Exercise: If $f$ has a pole on $z_0$ then $e^f$ has an infinity order pole on $z_0$
(when I mean an infinity order pole I mean that the Laurent series of $e^f$ has infinite many terms $a_k$ where $k<0$ equivalence the limit of $e^f$ at $z_0$ doesn't exist, I am sorry I don't know the definition in English)
My attempt: I tried to show that indeed the $\underset{z\rightarrow z_0}{\lim}e^{f(z)} $ does not exist.

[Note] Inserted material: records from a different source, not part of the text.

use async_trait::async_trait;
use axum::{
    extract::FromRequestParts,
    http::{header, request::Parts, StatusCode},
    response::{IntoResponse, Response},
    Json,
};
use jsonwebtoken::{decode, Algorithm, DecodingKey, Validation};
use serde::{Deserialize, Serialize};
use serde_json::json;
use uuid::Uuid;

use crate::config::AppConfig;

/// JWT claims carried by inbound bearer tokens.
///
/// Token issuance lives in the account service; this API only validates
/// tokens and consumes the authenticated user id.
#[derive(Debug, Clone, Serialize, Deserialize)]
pub struct Claims {
    pub sub: String,
    #[serde(default)]
    pub email: Option<String>,
    #[serde(default)]
    pub roles: Vec<String>,
    pub jti: String,
    pub iat: i64,
    pub exp: i64,
    pub iss: String,
    pub aud: String,
}

#[derive(Debug, thiserror::Error)]
pub enum AuthError {
    #[error("Missing authorization header")]
    MissingAuth,
    #[error("Invalid token: {0}")]
    InvalidToken(String),
    #[error("Insufficient permissions")]
    Forbidden,
}

impl IntoResponse for AuthError {
    fn into_response(self) -> Response {
        let status = match self {
            AuthError::MissingAuth | AuthError::InvalidToken(_) => StatusCode::UNAUTHORIZED,
            AuthError::Forbidden => StatusCode::FORBIDDEN,
        };
        let body = json!({
            "error": status.canonical_reason().unwrap_or("Error"),
            "message": self.to_string(),
            "timestamp": chrono::Utc::now().to_rfc3339(),
        });
        (status, Json(body)).into_response()
    }
}

/// The authenticated caller, extracted from a validated bearer token.
#[derive(Debug, Clone)]
pub struct AuthenticatedUser {
    pub user_id: Uuid,
    pub email: Option<String>,
    pub roles: Vec<String>,
}

impl AuthenticatedUser {
    pub fn is_admin(&self) -> bool {
        self.roles.iter().any(|r| r == "admin")
    }

    /// Admin-gated endpoints call this before acting.
    pub fn require_admin(&self) -> Result<(), AuthError> {
        if self.is_admin() {
            Ok(())
        } else {
            Err(AuthError::Forbidden)
        }
    }
}

/// Validates a bearer token against the configured secret, issuer and
/// audience and returns its claims.
pub fn decode_claims(token: &str, config: &AppConfig) -> Result<Claims, AuthError> {
    let mut validation = Validation::new(Algorithm::HS256);
    validation.set_issuer(&[config.auth_issuer.as_str()]);
    validation.set_audience(&[config.auth_audience.as_str()]);

    let data = decode::<Claims>(
        token,
        &DecodingKey::from_secret(config.jwt_secret.as_bytes()),
        &validation,
    )
    .map_err(|e| AuthError::InvalidToken(e.to_string()))?;

    Ok(data.claims)
}

#[async_trait]
impl FromRequestParts<crate::AppState> for AuthenticatedUser {
    type Rejection = AuthError;

    async fn from_request_parts(
        parts: &mut Parts,
        state: &crate::AppState,
    ) -> Result<Self, Self::Rejection> {
        let header_value = parts
            .headers
            .get(header::AUTHORIZATION)
            .and_then(|v| v.to_str().ok())
            .ok_or(AuthError::MissingAuth)?;

        let token = header_value
            .strip_prefix("Bearer ")
            .map(str::trim)
            .ok_or(AuthError::MissingAuth)?;

        let claims = decode_claims(token, &state.config)?;

        let user_id = Uuid::parse_str(&claims.sub)
            .map_err(|_| AuthError::InvalidToken("subject is not a user id".to_string()))?;

        Ok(AuthenticatedUser {
            user_id,
            email: claims.email,
            roles: claims.roles,
        })
    }
}

#[cfg(test)]
mod tests {
    use super::*;
    use jsonwebtoken::{encode, EncodingKey, Header};

    fn test_config() -> AppConfig {
        AppConfig::new(
            "sqlite::memory:".to_string(),
            "redis://127.0.0.1:6379".to_string(),
            "test_secret_key_for_testing_purposes_only_with_sixty_four_chars!".to_string(),
            "127.0.0.1".to_string(),
            18_080,
            "test".to_string(),
        )
    }

    fn mint(claims: &Claims, config: &AppConfig) -> String {
        encode(
            &Header::new(Algorithm::HS256),
            claims,
            &EncodingKey::from_secret(config.jwt_secret.as_bytes()),
        )
        .expect("encode token")
    }

    fn base_claims(config: &AppConfig) -> Claims {
        let now = chrono::Utc::now();
        Claims {
            sub: Uuid::new_v4().to_string(),
            email: Some("viewer@example.com".to_string()),
            roles: vec!["user".to_string()],
            jti: Uuid::new_v4().to_string(),
            iat: now.timestamp(),
            exp: (now + chrono::Duration::hours(1)).timestamp(),
            iss: config.auth_issuer.clone(),
            aud: config.auth_audience.clone(),
        }
    }

    #[test]
    fn valid_token_round_trips() {
        let config = test_config();
        let claims = base_claims(&config);
        let token = mint(&claims, &config);

        let decoded = decode_claims(&token, &config).expect("valid token");
        assert_eq!(decoded.sub, claims.sub);
        assert_eq!(decoded.roles, vec!["user".to_string()]);
    }

    #[test]
    fn wrong_issuer_is_rejected() {
        let config = test_config();
        let mut claims = base_claims(&config);
        claims.iss = "someone-else".to_string();
        let token = mint(&claims, &config);

        assert!(decode_claims(&token, &config).is_err());
    }

    #[test]
    fn expired_token_is_rejected() {
        let config = test_config();
        let mut claims = base_claims(&config);
        claims.exp = (chrono::Utc::now() - chrono::Duration::hours(2)).timestamp();
        let token = mint(&claims, &config);

        assert!(decode_claims(&token, &config).is_err());
    }

    #[test]
    fn admin_check() {
        let user = AuthenticatedUser {
            user_id: Uuid::new_v4(),
            email: None,
            roles: vec!["admin".to_string()],
        };
        assert!(user.require_admin().is_ok());

        let viewer = AuthenticatedUser {
            user_id: Uuid::new_v4(),
            email: None,
            roles: vec!["user".to_string()],
        };
        assert!(viewer.require_admin().is_err());
    }
}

Since $f$ has a pole on $z_0$ I assume its order is $k \in \mathbb{N}$ and i get $$f(z)=\sum_{n=0}^{+\infty}a_n(z-z_0)^n + \sum_{n=0}^{k}a_{-n}\frac{1 }{(z-z_0)^{n} }$$
then
$$e^{f(z)}=e^{\sum_{n=0}^{+\infty}a_n(z-z_0)^n + \sum_{n=0}^{k}a_{-n}\frac{1 }{(z-z_0)^{n} }}$$
$$\underset{z\rightarrow z_0}{\lim}e^{f(z)}=\underset{z\rightarrow z_0}{\lim}e^{\sum_{n=0}^{+\infty}a_n(z-z_0)^n + \sum_{n=0}^{k}a_{-n}\frac{1 }{(z-z_0)^{n} }}$$
since $\underset{z\rightarrow z_0}{\lim}\sum_{n=0}^{+\infty}a_n(z-z_0)^n\rightarrow 0$ and $\underset{z\rightarrow z_0}{\lim}\sum_{n=0}^{k}a_{-n}\frac{1 }{(z-z_0)^{n} }\rightarrow \infty $
$$\underset{z\rightarrow z_0}{\lim}e^{f(z)}=e^{\infty}$$ and we know $\underset{z\rightarrow \infty}{\lim}e^{z}$ doesn't exist.
Is my attempt correct ?
Best Answer
I think you mean the essential singularity. To prove that $z_0$ is the essential singularity of $f(z)$, you should prove that neither $\lim_{z\rightarrow z_0}f(z)$ nor $\lim_{z\rightarrow z_0}\frac{1}{f(z)}$ exits. In this problem, $\lim_{z\rightarrow z_0^{+}}e^{f(z)}=\infty$ and $\lim_{z\rightarrow z_0^{-}}e^{f(z)}$ doesn't exit, so both $\lim_{z\rightarrow z_0}e^{f(z)}$ and $\lim_{z\rightarrow z_0}\frac{1}{e^{f(z)}}$ don't exit, so $z_0$ is the essential singularity of $e^{f(z)}$